Navigating the VC Landscape

Shubha K. Chakravarthy: There are a couple of other things I want to touch on before we close today, which we talked a lot about the need for understanding, in depth, not only your business and your vision and being able to sell it. We talked about how the market is really important, how what’s going on in the fundraising environment currently is really important to you as a deep tech founder.

Many people are first-time founders in deep tech, just by virtue of what they’re doing and the subject they’re studying.
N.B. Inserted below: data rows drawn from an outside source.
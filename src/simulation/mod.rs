pub mod constants;
pub mod error;
pub mod states;
pub mod hysteresis;
pub mod magnet;
pub mod spacecraft;
pub mod environment;
pub mod orbit;
pub mod dynamics;
pub mod integrator;
pub mod params;
pub mod engine;
pub mod scenario;
pub mod observers;
pub mod verify;
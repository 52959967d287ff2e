//! Numerical parameters for the simulation
//!
//! `Parameters` holds runtime settings:
//! - absolute start and end time,
//! - initial trial step,
//! - error tolerances for the adaptive integrator

use crate::configuration::config::ParametersConfig;
use crate::simulation::error::ConfigError;
use crate::simulation::integrator::Tolerances;

#[derive(Debug, Clone)]
pub struct Parameters {
    pub t_start: f64, // absolute start time [s]
    pub t_end: f64, // absolute end time [s]
    pub dt_initial: f64, // first trial step [s]
    pub tolerances: Tolerances, // absolute / relative error tolerance
}

impl Parameters {
    pub fn from_config(cfg: &ParametersConfig) -> Result<Self, ConfigError> {
        if !cfg.t_start.is_finite() || !cfg.t_end.is_finite() || cfg.t_end < cfg.t_start {
            return Err(ConfigError::Invalid(format!(
                "time span [{}, {}] is not a valid interval",
                cfg.t_start, cfg.t_end
            )));
        }
        ConfigError::ensure_positive("dt_initial", cfg.dt_initial)?;
        let tolerances = Tolerances {
            absolute: cfg.absolute_error,
            relative: cfg.relative_error,
        };
        tolerances
            .validate()
            .map_err(|e| ConfigError::Invalid(e.to_string()))?;
        Ok(Self {
            t_start: cfg.t_start,
            t_end: cfg.t_end,
            dt_initial: cfg.dt_initial,
            tolerances,
        })
    }

    pub fn duration(&self) -> f64 {
        self.t_end - self.t_start
    }
}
Many are otherwise not having access to the kind of typical systemic or institutional advantages. So you have a huge mammoth task already to try to build out all the stuff that we just talked about.
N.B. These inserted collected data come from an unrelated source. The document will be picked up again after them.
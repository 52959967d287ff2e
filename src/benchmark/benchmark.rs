use std::hint::black_box;
use std::time::Instant;

use crate::simulation::dynamics::SpacecraftDynamics;
use crate::simulation::environment::DipoleEnvironment;
use crate::simulation::error::SimulationError;
use crate::simulation::hysteresis::{HysteresisRod, JaParameters};
use crate::simulation::integrator::{AdaptiveIntegrator, IntegrationMethod, NullObserver, Tolerances};
use crate::simulation::magnet::PermanentMagnet;
use crate::simulation::orbit::KeplerianElements;
use crate::simulation::spacecraft::Spacecraft;
use crate::simulation::constants::{EARTH_MU, VACUUM_PERMEABILITY};
use crate::simulation::states::{NVec3, NVecX, SystemState};

/// Default 1.3 kg, 10 cm cube with an N35 magnet along +Z and `num_rods`
/// HyMu-80 rods alternating between the X and Y axes.
fn bench_spacecraft(num_rods: usize) -> Result<Spacecraft, SimulationError> {
    let magnet = PermanentMagnet::cylindrical(1.21, 0.05, 0.01, NVec3::z())?;
    let axes = [NVec3::x(), -NVec3::x(), NVec3::y(), -NVec3::y()];
    let rods = (0..num_rods)
        .map(|i| HysteresisRod::new(7.85e-6, axes[i % axes.len()], JaParameters::hymu80()))
        .collect::<Result<Vec<_>, _>>()?;
    Ok(Spacecraft::from_box(1.3, [0.1, 0.1, 0.1], magnet, rods)?)
}

fn bench_state(num_rods: usize) -> SystemState {
    let (position, velocity) = KeplerianElements::circular(650.0, 51f64.to_radians()).to_cartesian(EARTH_MU);
    let mut state = SystemState::new(num_rods);
    state.position = position;
    state.velocity = velocity;
    state.angular_velocity = NVec3::new(0.1, -0.05, 0.08);
    state.rod_magnetizations = NVecX::from_fn(num_rods, |i, _| 1.0e3 * (i as f64 + 1.0));
    state
}

pub fn bench_rod_derivative() -> Result<(), SimulationError> {
    let rod = HysteresisRod::new(1.0, NVec3::x(), JaParameters::hymu80())?;
    let calls = [10_000usize, 100_000, 1_000_000];

    for n in calls {
        let b = NVec3::new(2.5e-5, -1.0e-5, 3.0e-5);
        let omega = NVec3::new(0.1, -0.05, 0.08);

        // Warm up
        black_box(rod.magnetization_derivative(1.0e4, &b, &omega));

        let t0 = Instant::now();
        let mut acc = 0.0;
        for i in 0..n {
            let m = (i % 1000) as f64 * 100.0 - 5.0e4;
            acc += rod.magnetization_derivative(black_box(m), &b, &omega);
        }
        let dt_vector = t0.elapsed().as_secs_f64();

        let t1 = Instant::now();
        for i in 0..n {
            let m = (i % 1000) as f64 * 100.0 - 5.0e4;
            let h = b.x / VACUUM_PERMEABILITY;
            acc += rod.magnetization_derivative_from_h(black_box(m), h, 50.0);
        }
        let dt_scalar = t1.elapsed().as_secs_f64();
        black_box(acc);

        println!(
            "calls = {n:8}, vector = {:8.3} ns/call, scalar = {:8.3} ns/call",
            dt_vector / n as f64 * 1e9,
            dt_scalar / n as f64 * 1e9
        );
    }
    Ok(())
}

pub fn bench_dynamics() -> Result<(), SimulationError> {
    let environment = DipoleEnvironment::default();
    let rod_counts = [0usize, 2, 4, 8, 16, 32];
    let calls = 100_000;

    for n in rod_counts {
        let spacecraft = bench_spacecraft(n)?;
        let dynamics = SpacecraftDynamics::new(&spacecraft, &environment);
        let state = bench_state(n);

        // Warm up
        black_box(dynamics.derivative(&state, 0.0));

        let t0 = Instant::now();
        for i in 0..calls {
            black_box(dynamics.derivative(black_box(&state), i as f64 * 0.1));
        }
        let dt = t0.elapsed().as_secs_f64();

        println!("rods = {n:3}, derivative = {:9.3} us/call", dt / calls as f64 * 1e6);
    }
    Ok(())
}

/// Simulated seconds per wall-clock second for both RK pairs over one
/// simulated hour of the default spacecraft.
pub fn bench_integration() -> Result<(), SimulationError> {
    let environment = DipoleEnvironment::default();
    let spacecraft = bench_spacecraft(4)?;
    let dynamics = SpacecraftDynamics::new(&spacecraft, &environment);
    let t_end = 3600.0;

    for tol in [1e-6, 1e-8, 1e-10] {
        for method in [IntegrationMethod::DormandPrince54, IntegrationMethod::Fehlberg78] {
            let mut integrator = AdaptiveIntegrator::new(
                method,
                Tolerances {
                    absolute: tol,
                    relative: tol,
                },
            )?;

            let t0 = Instant::now();
            let final_state = integrator.integrate(&dynamics, bench_state(4), 0.0, t_end, 0.1, &mut NullObserver)?;
            let dt = t0.elapsed().as_secs_f64();
            black_box(final_state);

            let stats = integrator.stats();
            println!(
                "{:>22}, tol = {tol:7.1e}, wall = {dt:8.4} s, speedup = {:10.1}x, steps = {:8}, rejected = {:6}, evals = {:9}",
                method.tableau().name,
                t_end / dt,
                stats.accepted_steps,
                stats.rejected_steps,
                stats.fn_evals
            );
        }
    }
    Ok(())
}
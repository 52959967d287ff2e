//! High-level runtime engine settings
//!
//! Selects the embedded Runge-Kutta pair, whether the run is split into
//! checkpoint intervals, and the step budget used when building and
//! running a `Scenario`

use crate::configuration::config::{EngineConfig, IntegratorConfig};
use crate::simulation::error::ConfigError;
use crate::simulation::integrator::{IntegrationMethod, DEFAULT_MAX_STEPS};

/// Shortest checkpoint interval accepted [s]
pub const MIN_CHECKPOINT_INTERVAL: f64 = 1.0;

#[derive(Debug, Clone)]
pub struct Engine {
    pub method: IntegrationMethod, // dopri5 or rkf78
    pub checkpoint_interval: Option<f64>, // None = one continuous integration
    pub max_steps: u64, // step attempts per integration call
}

impl Default for Engine {
    fn default() -> Self {
        Self {
            method: IntegrationMethod::DormandPrince54,
            checkpoint_interval: None,
            max_steps: DEFAULT_MAX_STEPS,
        }
    }
}

impl Engine {
    pub fn from_config(cfg: &EngineConfig) -> Result<Self, ConfigError> {
        let method = match (cfg.higher_order, cfg.integrator) {
            (true, _) | (false, IntegratorConfig::Fehlberg78) => IntegrationMethod::Fehlberg78,
            (false, IntegratorConfig::DormandPrince54) => IntegrationMethod::DormandPrince54,
        };
        if let Some(interval) = cfg.checkpoint_interval {
            ConfigError::ensure_range("checkpoint interval", interval, MIN_CHECKPOINT_INTERVAL, f64::MAX)?;
        }
        let max_steps = cfg.max_steps.unwrap_or(DEFAULT_MAX_STEPS);
        if max_steps == 0 {
            return Err(ConfigError::Invalid("max_steps must be at least 1".into()));
        }
        Ok(Self {
            method,
            checkpoint_interval: cfg.checkpoint_interval,
            max_steps,
        })
    }
}
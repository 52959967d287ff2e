//! Jiles-Atherton hysteresis rods.
//!
//! A rod is an immutable parameter holder: volume, a unit axis in the body
//! frame and the five J-A material parameters. The irreversible
//! magnetization itself lives in [`SystemState`](super::states::SystemState)
//! and is passed in on every query.
//!
//! Two derivative entry points are exposed:
//! - [`HysteresisRod::jiles_atherton_rate`] is the bare constitutive law
//! - [`HysteresisRod::magnetization_derivative_from_h`] wraps it with the
//!   static-field, saturation and causality guards used by the dynamics

use super::constants::VACUUM_PERMEABILITY;
use super::error::ConfigError;
use super::states::NVec3;

/// Below this |H_eff / a| the Langevin function switches to its Taylor series.
pub const LANGEVIN_EPSILON: f64 = 1e-4;
/// Minimum magnitude of the irreversible-slope denominator.
pub const DENOMINATOR_EPSILON: f64 = 1e-9;
/// |dH/dt| below this is treated as a static field.
pub const STATIC_FIELD_EPSILON: f64 = 1e-12;
/// Noise floor for the causality guard [A/m/s].
pub const CAUSALITY_TOLERANCE: f64 = 1e-9;
/// Lower bound on k in the irreversible slope ceiling Ms / max(k, floor).
pub const PINNING_FLOOR: f64 = 1.0;
const ORIENTATION_EPSILON: f64 = 1e-12;

/// Jiles-Atherton material parameters.
#[derive(Debug, Clone, Copy, PartialEq)]
pub struct JaParameters {
    pub ms: f64,    // saturation magnetization [A/m]
    pub a: f64,     // anhysteretic shape [A/m]
    pub k: f64,     // pinning / coercivity [A/m]
    pub c: f64,     // reversibility [0, 1]
    pub alpha: f64, // inter-domain coupling
}

impl JaParameters {
    /// HyMu-80 soft permalloy.
    pub fn hymu80() -> Self {
        Self {
            ms: 6.0e5,
            a: 6.5,
            k: 4.0,
            c: 0.05,
            alpha: 1.0e-5,
        }
    }

    pub fn validate(&self) -> Result<(), ConfigError> {
        ConfigError::ensure_positive("ms", self.ms)?;
        ConfigError::ensure_positive("a", self.a)?;
        ConfigError::ensure_positive("k", self.k)?;
        ConfigError::ensure_range("c", self.c, 0.0, 1.0)?;
        ConfigError::ensure_range("alpha", self.alpha, 0.0, f64::INFINITY)?;
        Ok(())
    }
}

impl Default for JaParameters {
    fn default() -> Self {
        Self::hymu80()
    }
}

#[derive(Debug, Clone, PartialEq)]
pub struct HysteresisRod {
    volume: f64,
    orientation: NVec3,
    params: JaParameters,
}

impl HysteresisRod {
    /// Build a rod, normalizing `orientation`.
    pub fn new(volume: f64, orientation: NVec3, params: JaParameters) -> Result<Self, ConfigError> {
        ConfigError::ensure_positive("rod volume", volume)?;
        params.validate()?;
        let norm = orientation.norm();
        if !norm.is_finite() || norm < ORIENTATION_EPSILON {
            return Err(ConfigError::ZeroOrientation {
                name: "rod orientation",
            });
        }
        Ok(Self {
            volume,
            orientation: orientation / norm,
            params,
        })
    }

    pub fn volume(&self) -> f64 {
        self.volume
    }

    pub fn orientation(&self) -> &NVec3 {
        &self.orientation
    }

    pub fn params(&self) -> &JaParameters {
        &self.params
    }

    pub fn saturation(&self) -> f64 {
        self.params.ms
    }

    pub fn clamp_magnetization(&self, m: f64) -> f64 {
        m.clamp(-self.params.ms, self.params.ms)
    }

    /// H along the rod axis [A/m] for a body-frame flux density [T].
    pub fn field_along_axis(&self, b_body: &NVec3) -> f64 {
        b_body.dot(&self.orientation) / VACUUM_PERMEABILITY
    }

    /// dH/dt along the rod axis [A/m/s] for a body-frame dB/dt [T/s].
    pub fn field_rate_along_axis(&self, b_dot_body: &NVec3) -> f64 {
        b_dot_body.dot(&self.orientation) / VACUUM_PERMEABILITY
    }

    /// Langevin anhysteretic magnetization and its slope at `h_eff`.
    pub fn anhysteretic(&self, h_eff: f64) -> (f64, f64) {
        let JaParameters { ms, a, .. } = self.params;
        let x = h_eff / a;
        if x.abs() < LANGEVIN_EPSILON {
            // closed form cancels catastrophically down here
            let x2 = x * x;
            let man = ms * x * (1.0 / 3.0 - x2 / 45.0 + 2.0 * x2 * x2 / 945.0);
            let dman = ms / a * (1.0 / 3.0 - x2 / 15.0 + 2.0 * x2 * x2 / 189.0);
            (man, dman)
        } else {
            let t = x.tanh();
            let man = ms * (1.0 / t - 1.0 / x);
            let dman = ms / a * (1.0 - 1.0 / (t * t) + 1.0 / (x * x));
            (man, dman)
        }
    }

    /// Irreversible slope dMirr/dH with the signed-epsilon denominator and
    /// the Ms / max(k, floor) ceiling.
    fn irreversible_slope(&self, man: f64, m: f64, delta: f64) -> f64 {
        let JaParameters { ms, k, alpha, .. } = self.params;
        let numerator = man - m;
        let mut denominator = k * delta - alpha * numerator;
        if denominator.abs() < DENOMINATOR_EPSILON {
            if numerator.abs() < DENOMINATOR_EPSILON {
                return 0.0;
            }
            denominator = DENOMINATOR_EPSILON.copysign(denominator);
        }
        let ceiling = ms / k.max(PINNING_FLOOR);
        (numerator / denominator).clamp(-ceiling, ceiling)
    }

    /// Unguarded J-A rate dM/dt for magnetization `m`, axial field `h` and
    /// its rate `dh_dt`.
    pub fn jiles_atherton_rate(&self, m: f64, h: f64, dh_dt: f64) -> f64 {
        let c = self.params.c;
        let m_clamped = self.clamp_magnetization(m);
        let h_eff = h + self.params.alpha * m_clamped;
        let (man, dman) = self.anhysteretic(h_eff);

        // direction of the field sweep, not of the field
        let delta = if dh_dt >= 0.0 { 1.0 } else { -1.0 };
        let dmirr = self.irreversible_slope(man, m_clamped, delta);

        let dm_dh = (1.0 - c) * dmirr + c * dman;
        dm_dh * dh_dt
    }

    /// Rod magnetization rate used by the dynamics.
    ///
    /// Returns exactly 0 for a static field or when already saturated in the
    /// driving direction, and clamps to 0 any rate that opposes the sweep
    /// direction by more than [`CAUSALITY_TOLERANCE`].
    pub fn magnetization_derivative_from_h(&self, m: f64, h: f64, dh_dt: f64) -> f64 {
        if dh_dt.abs() < STATIC_FIELD_EPSILON {
            return 0.0;
        }
        let ms = self.params.ms;
        if (m >= ms && dh_dt > 0.0) || (m <= -ms && dh_dt < 0.0) {
            return 0.0;
        }

        let rate = self.jiles_atherton_rate(m, h, dh_dt);
        if !rate.is_finite() {
            return 0.0;
        }
        if (dh_dt > 0.0 && rate < -CAUSALITY_TOLERANCE) || (dh_dt < 0.0 && rate > CAUSALITY_TOLERANCE) {
            return 0.0;
        }
        rate
    }

    /// Rate for a body-frame field `b_body` and body-frame field rate
    /// `b_dot_body`.
    pub fn magnetization_derivative_from_field_rate(&self, m: f64, b_body: &NVec3, b_dot_body: &NVec3) -> f64 {
        let h = self.field_along_axis(b_body);
        let dh_dt = self.field_rate_along_axis(b_dot_body);
        self.magnetization_derivative_from_h(m, h, dh_dt)
    }

    /// Rate for a body-frame field seen by a body spinning at `omega`.
    ///
    /// Only the rotational part of the field rate, -omega x B, is included.
    pub fn magnetization_derivative(&self, m: f64, b_body: &NVec3, omega: &NVec3) -> f64 {
        let b_dot_body = -omega.cross(b_body);
        self.magnetization_derivative_from_field_rate(m, b_body, &b_dot_body)
    }

    /// Total magnetization (1 - c) M + c Man in the field `b_body`.
    pub fn total_magnetization(&self, m: f64, b_body: &NVec3) -> f64 {
        let c = self.params.c;
        let m_clamped = self.clamp_magnetization(m);
        let h_eff = self.field_along_axis(b_body) + self.params.alpha * m_clamped;
        let (man, _) = self.anhysteretic(h_eff);
        (1.0 - c) * m_clamped + c * man
    }

    /// Moment [A m^2] of a rod carrying total magnetization `m_total`.
    pub fn magnetic_moment(&self, m_total: f64) -> NVec3 {
        self.orientation * (m_total * self.volume)
    }

    /// Moment of a rod with irreversible magnetization `m` in field `b_body`.
    pub fn magnetic_moment_in_field(&self, m: f64, b_body: &NVec3) -> NVec3 {
        self.magnetic_moment(self.total_magnetization(m, b_body))
    }
}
And then you have to kind of get up to speed on financial terms, on economic terms, on how things work in the world of startup funding. What have you seen, from your experience, work very well, given that we all have 24 hours in a day, and most of that is taken up if you’re a startup founder?
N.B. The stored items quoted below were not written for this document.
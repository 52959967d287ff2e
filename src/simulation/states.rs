//! Core state types for the attitude/orbit simulation.
//!
//! Defines the ODE state of the spacecraft and the algebra the adaptive
//! integrator needs on it:
//! - `SystemState` holds position/velocity (inertial), the attitude
//!   quaternion, the body angular velocity and one magnetization per rod
//! - `OdeState` is the vector-space protocol the integrator is generic over
//!
//! The rod magnetizations are the only variable-length part of the state;
//! their length is fixed by the spacecraft's rod count.

use nalgebra::{DVector, Matrix3, Quaternion, UnitQuaternion, Vector3};
use std::ops::{Add, AddAssign, Mul, MulAssign, Sub, SubAssign};

pub type NVec3 = Vector3<f64>;
pub type NMat3 = Matrix3<f64>;
pub type NQuat = Quaternion<f64>;
pub type NVecX = DVector<f64>;

/// Below this norm a quaternion is treated as degenerate.
const QUATERNION_EPSILON: f64 = 1e-12;

/// Vector-space operations required by the adaptive integrator.
///
/// The integrator never looks inside a state; it only combines stages,
/// measures the embedded error and checks sizes. Implementations exist for
/// [`SystemState`] and for scalar `f64` (B-H loop tracing).
pub trait OdeState: Clone {
    /// A state of the same shape with every component zero.
    fn zeros_like(&self) -> Self;

    /// Whether both states have the same variable-length layout.
    fn same_size(&self, other: &Self) -> bool;

    /// Resize the variable-length part to match `other`.
    fn resize_like(&mut self, other: &Self);

    /// `self += factor * other`
    fn add_scaled(&mut self, factor: f64, other: &Self);

    /// Component-wise absolute value.
    fn abs(&self) -> Self;

    /// Maximum absolute component.
    fn norm_inf(&self) -> f64;

    /// Whether every component is finite.
    fn is_finite(&self) -> bool;

    /// Fold over `(self_i, a_i, b_i)` for every component.
    fn fold_components<F>(&self, a: &Self, b: &Self, init: f64, f: F) -> f64
    where
        F: FnMut(f64, f64, f64, f64) -> f64;

    /// Scaled infinity norm of an error estimate:
    /// `max_i |e_i| / (atol + rtol * max(|y0_i|, |y1_i|))`
    fn error_norm(&self, y0: &Self, y1: &Self, atol: f64, rtol: f64) -> f64 {
        self.fold_components(y0, y1, 0.0, |acc, e, a, b| {
            let scale = atol + rtol * a.abs().max(b.abs());
            acc.max(e.abs() / scale)
        })
    }
}

impl OdeState for f64 {
    fn zeros_like(&self) -> Self {
        0.0
    }

    fn same_size(&self, _other: &Self) -> bool {
        true
    }

    fn resize_like(&mut self, _other: &Self) {}

    fn add_scaled(&mut self, factor: f64, other: &Self) {
        *self += factor * other;
    }

    fn abs(&self) -> Self {
        f64::abs(*self)
    }

    fn norm_inf(&self) -> f64 {
        f64::abs(*self)
    }

    fn is_finite(&self) -> bool {
        f64::is_finite(*self)
    }

    fn fold_components<F>(&self, a: &Self, b: &Self, init: f64, mut f: F) -> f64
    where
        F: FnMut(f64, f64, f64, f64) -> f64,
    {
        f(init, *self, *a, *b)
    }
}

/// Full ODE state of the spacecraft.
///
/// The attitude quaternion rotates body-frame vectors into the inertial
/// frame (body -> ECI). It is stored unnormalized because the integrator
/// treats it as four independent coefficients; callers renormalize at
/// accepted steps and checkpoints.
#[derive(Debug, Clone, PartialEq)]
pub struct SystemState {
    pub position: NVec3,         // ECI position [m]
    pub velocity: NVec3,         // ECI velocity [m/s]
    pub attitude: NQuat,         // body -> ECI
    pub angular_velocity: NVec3, // body frame [rad/s]
    pub rod_magnetizations: NVecX, // one irreversible magnetization per rod [A/m]
}

impl SystemState {
    /// Identity attitude, at rest at the origin, demagnetized rods.
    pub fn new(num_rods: usize) -> Self {
        Self {
            position: NVec3::zeros(),
            velocity: NVec3::zeros(),
            attitude: NQuat::identity(),
            angular_velocity: NVec3::zeros(),
            rod_magnetizations: NVecX::zeros(num_rods),
        }
    }

    /// An all-zero state (used as a derivative accumulator).
    pub fn zeros(num_rods: usize) -> Self {
        Self {
            position: NVec3::zeros(),
            velocity: NVec3::zeros(),
            attitude: NQuat::new(0.0, 0.0, 0.0, 0.0),
            angular_velocity: NVec3::zeros(),
            rod_magnetizations: NVecX::zeros(num_rods),
        }
    }

    pub fn num_rods(&self) -> usize {
        self.rod_magnetizations.len()
    }

    /// Normalized copy of the attitude; identity if the stored quaternion
    /// has collapsed to zero.
    pub fn unit_attitude(&self) -> UnitQuaternion<f64> {
        if self.attitude.norm() < QUATERNION_EPSILON {
            UnitQuaternion::identity()
        } else {
            UnitQuaternion::from_quaternion(self.attitude)
        }
    }

    /// Renormalize the attitude quaternion in place.
    pub fn normalize_attitude(&mut self) {
        self.attitude = self.unit_attitude().into_inner();
    }

    /// Add `scalar` to every component.
    pub fn add_scalar(&self, scalar: f64) -> Self {
        let mut out = self.clone();
        out.position.add_scalar_mut(scalar);
        out.velocity.add_scalar_mut(scalar);
        out.attitude.coords.add_scalar_mut(scalar);
        out.angular_velocity.add_scalar_mut(scalar);
        out.rod_magnetizations.add_scalar_mut(scalar);
        out
    }

    fn assert_rods_match(&self, other: &Self) {
        debug_assert_eq!(
            self.rod_magnetizations.len(),
            other.rod_magnetizations.len(),
            "rod magnetization sequences differ in length"
        );
    }
}

impl OdeState for SystemState {
    fn zeros_like(&self) -> Self {
        Self::zeros(self.num_rods())
    }

    fn same_size(&self, other: &Self) -> bool {
        self.rod_magnetizations.len() == other.rod_magnetizations.len()
    }

    fn resize_like(&mut self, other: &Self) {
        let n = other.rod_magnetizations.len();
        if self.rod_magnetizations.len() != n {
            let old = std::mem::replace(&mut self.rod_magnetizations, NVecX::zeros(0));
            self.rod_magnetizations = old.resize_vertically(n, 0.0);
        }
    }

    fn add_scaled(&mut self, factor: f64, other: &Self) {
        self.assert_rods_match(other);
        self.position.axpy(factor, &other.position, 1.0);
        self.velocity.axpy(factor, &other.velocity, 1.0);
        self.attitude.coords.axpy(factor, &other.attitude.coords, 1.0);
        self.angular_velocity.axpy(factor, &other.angular_velocity, 1.0);
        self.rod_magnetizations.axpy(factor, &other.rod_magnetizations, 1.0);
    }

    fn abs(&self) -> Self {
        Self {
            position: self.position.abs(),
            velocity: self.velocity.abs(),
            attitude: NQuat::from(self.attitude.coords.abs()),
            angular_velocity: self.angular_velocity.abs(),
            rod_magnetizations: self.rod_magnetizations.abs(),
        }
    }

    fn norm_inf(&self) -> f64 {
        self.position
            .amax()
            .max(self.velocity.amax())
            .max(self.attitude.coords.amax())
            .max(self.angular_velocity.amax())
            .max(if self.rod_magnetizations.is_empty() {
                0.0
            } else {
                self.rod_magnetizations.amax()
            })
    }

    fn is_finite(&self) -> bool {
        self.position.iter().all(|v| v.is_finite())
            && self.velocity.iter().all(|v| v.is_finite())
            && self.attitude.coords.iter().all(|v| v.is_finite())
            && self.angular_velocity.iter().all(|v| v.is_finite())
            && self.rod_magnetizations.iter().all(|v| v.is_finite())
    }

    fn fold_components<F>(&self, a: &Self, b: &Self, init: f64, mut f: F) -> f64
    where
        F: FnMut(f64, f64, f64, f64) -> f64,
    {
        let mut acc = init;
        let pairs = [
            (self.position.as_slice(), a.position.as_slice(), b.position.as_slice()),
            (self.velocity.as_slice(), a.velocity.as_slice(), b.velocity.as_slice()),
            (
                self.attitude.coords.as_slice(),
                a.attitude.coords.as_slice(),
                b.attitude.coords.as_slice(),
            ),
            (
                self.angular_velocity.as_slice(),
                a.angular_velocity.as_slice(),
                b.angular_velocity.as_slice(),
            ),
            (
                self.rod_magnetizations.as_slice(),
                a.rod_magnetizations.as_slice(),
                b.rod_magnetizations.as_slice(),
            ),
        ];
        for (s, x, y) in pairs {
            for ((&si, &xi), &yi) in s.iter().zip(x.iter()).zip(y.iter()) {
                acc = f(acc, si, xi, yi);
            }
        }
        acc
    }
}

impl AddAssign<&SystemState> for SystemState {
    fn add_assign(&mut self, rhs: &SystemState) {
        self.add_scaled(1.0, rhs);
    }
}

impl SubAssign<&SystemState> for SystemState {
    fn sub_assign(&mut self, rhs: &SystemState) {
        self.add_scaled(-1.0, rhs);
    }
}

impl MulAssign<f64> for SystemState {
    fn mul_assign(&mut self, rhs: f64) {
        self.position *= rhs;
        self.velocity *= rhs;
        self.attitude.coords *= rhs;
        self.angular_velocity *= rhs;
        self.rod_magnetizations *= rhs;
    }
}

impl Add for SystemState {
    type Output = SystemState;

    fn add(mut self, rhs: SystemState) -> SystemState {
        self += &rhs;
        self
    }
}

impl Add<&SystemState> for &SystemState {
    type Output = SystemState;

    fn add(self, rhs: &SystemState) -> SystemState {
        let mut out = self.clone();
        out += rhs;
        out
    }
}

impl Sub for SystemState {
    type Output = SystemState;

    fn sub(mut self, rhs: SystemState) -> SystemState {
        self -= &rhs;
        self
    }
}

impl Mul<f64> for SystemState {
    type Output = SystemState;

    fn mul(mut self, rhs: f64) -> SystemState {
        self *= rhs;
        self
    }
}

impl Mul<SystemState> for f64 {
    type Output = SystemState;

    fn mul(self, rhs: SystemState) -> SystemState {
        rhs * self
    }
}

impl Mul<&SystemState> for f64 {
    type Output = SystemState;

    fn mul(self, rhs: &SystemState) -> SystemState {
        rhs.clone() * self
    }
}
Have you seen brilliant examples or really smart ways where I can get up to speed really quickly? Let’s say I have a PhD or something in, I don’t know, molecular biology but I need to work in this world and I need to raise tens of millions of dollars, and by the way, I come in and I’m a woman, or I don’t have any financial background—whatever the case might be. I’m just interested in actionable tips that you’ve seen work for founders that can get up to speed quickly and improve their odds.

Dan Gray: A lot of the time, the success stories that we know about, even the very non-consensus deep tech success stories with the not-conventional founder like, perhaps those examples of successes are the fortunate few who got lucky because they happened to speak to the right person who was willing to be open-minded.

And we probably don’t see a huge amount of the rest, unfortunately. How a founder should try and grapple with this—I mean, it is a huge task. I think there are a ton of organizations, partners, and individuals in the ecosystem who recognize this problem, yourself included, who try and be helpful to founders as much as possible. But I think it’s very difficult.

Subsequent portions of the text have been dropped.